Required work. Output each record below exactly, and include all of them.

□ □ □ □ □

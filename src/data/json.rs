//! JSON dataset files

use std::fs::File;
use std::io::{BufReader, BufWriter};
use std::path::Path;

use anyhow::{anyhow, Context, Result};

use crate::data::Dataset;

/// Load a dataset; an empty `name` is replaced by the file stem
pub fn load_dataset(path: impl AsRef<Path>) -> Result<Dataset> {
    let path = path.as_ref();
    log::info!("Reading dataset file: {}", path.display());

    if !path.exists() {
        return Err(anyhow!("File not found: {}", path.display()));
    }

    let reader = BufReader::new(File::open(path)?);
    let mut dataset: Dataset = serde_json::from_reader(reader)
        .with_context(|| format!("Malformed dataset file {}", path.display()))?;

    if dataset.name.is_empty() {
        dataset.name = stem(path);
    }

    log::info!(
        "Loaded dataset {}: {} interactions, {} expression calls",
        dataset.name,
        dataset.edges.len(),
        dataset.expression.len()
    );
    Ok(dataset)
}

pub fn save_dataset(dataset: &Dataset, path: impl AsRef<Path>) -> Result<()> {
    let writer = BufWriter::new(File::create(path.as_ref())?);
    serde_json::to_writer_pretty(writer, dataset)?;
    Ok(())
}

pub(crate) fn stem(path: &Path) -> String {
    path.file_stem()
        .map(|s| s.to_string_lossy().into_owned())
        .unwrap_or_default()
}

#[cfg(test)]
mod tests {
    use super::*;
    use std::io::Write;
    use tempfile::tempdir;

    #[test]
    fn test_load_names_from_stem() {
        let dir = tempdir().unwrap();
        let path = dir.path().join("ccsb.json");
        let mut file = File::create(&path).unwrap();
        write!(
            file,
            r#"{{"edges": [["A", "B"]], "expression": [["A", "liver"]]}}"#
        )
        .unwrap();

        let dataset = load_dataset(&path).unwrap();
        assert_eq!(dataset.name, "ccsb");
        assert_eq!(dataset.edges, vec![("A".to_string(), "B".to_string())]);
        assert_eq!(dataset.expression.len(), 1);
    }

    #[test]
    fn test_save_then_load() {
        let dir = tempdir().unwrap();
        let path = dir.path().join("out.json");
        let mut dataset = Dataset::new("small");
        dataset.add_edge("A", "B").add_expression("B", "brain");

        save_dataset(&dataset, &path).unwrap();
        assert_eq!(load_dataset(&path).unwrap(), dataset);
    }

    #[test]
    fn test_missing_file() {
        assert!(load_dataset("/nonexistent/dataset.json").is_err());
    }
}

□ □ □ □ □

Exercise response.
filename src/data/json.rs
//! JSON dataset files

use std::fs::File;
use std::io::{BufReader, BufWriter};
use std::path::Path;

use anyhow::{anyhow, Context, Result};

use crate::data::Dataset;

/// Load a dataset; an empty `name` is replaced by the file stem
pub fn load_dataset(path: impl AsRef<Path>) -> Result<Dataset> {
    let path = path.as_ref();
    log::info!("Reading dataset file: {}", path.display());

    if !path.exists() {
        return Err(anyhow!("File not found: {}", path.display()));
    }

    let reader = BufReader::new(File::open(path)?);
    let mut dataset: Dataset = serde_json::from_reader(reader)
        .with_context(|| format!("Malformed dataset file {}", path.display()))?;

    if dataset.name.is_empty() {
        dataset.name = stem(path);
    }

    log::info!(
        "Loaded dataset {}: {} interactions, {} expression calls",
        dataset.name,
        dataset.edges.len(),
        dataset.expression.len()
    );
    Ok(dataset)
}

pub fn save_dataset(dataset: &Dataset, path: impl AsRef<Path>) -> Result<()> {
    let writer = BufWriter::new(File::create(path.as_ref())?);
    serde_json::to_writer_pretty(writer, dataset)?;
    Ok(())
}

pub(crate) fn stem(path: &Path) -> String {
    path.file_stem()
        .map(|s| s.to_string_lossy().into_owned())
        .unwrap_or_default()
}

#[cfg(test)]
mod tests {
    use super::*;
    use std::io::Write;
    use tempfile::tempdir;

    #[test]
    fn test_load_names_from_stem() {
        let dir = tempdir().unwrap();
        let path = dir.path().join("ccsb.json");
        let mut file = File::create(&path).unwrap();
        write!(
            file,
            r#"{{"edges": [["A", "B"]], "expression": [["A", "liver"]]}}"#
        )
        .unwrap();

        let dataset = load_dataset(&path).unwrap();
        assert_eq!(dataset.name, "ccsb");
        assert_eq!(dataset.edges, vec![("A".to_string(), "B".to_string())]);
        assert_eq!(dataset.expression.len(), 1);
    }

    #[test]
    fn test_save_then_load() {
        let dir = tempdir().unwrap();
        let path = dir.path().join("out.json");
        let mut dataset = Dataset::new("small");
        dataset.add_edge("A", "B").add_expression("B", "brain");

        save_dataset(&dataset, &path).unwrap();
        assert_eq!(load_dataset(&path).unwrap(), dataset);
    }

    #[test]
    fn test_missing_file() {
        assert!(load_dataset("/nonexistent/dataset.json").is_err());
    }
}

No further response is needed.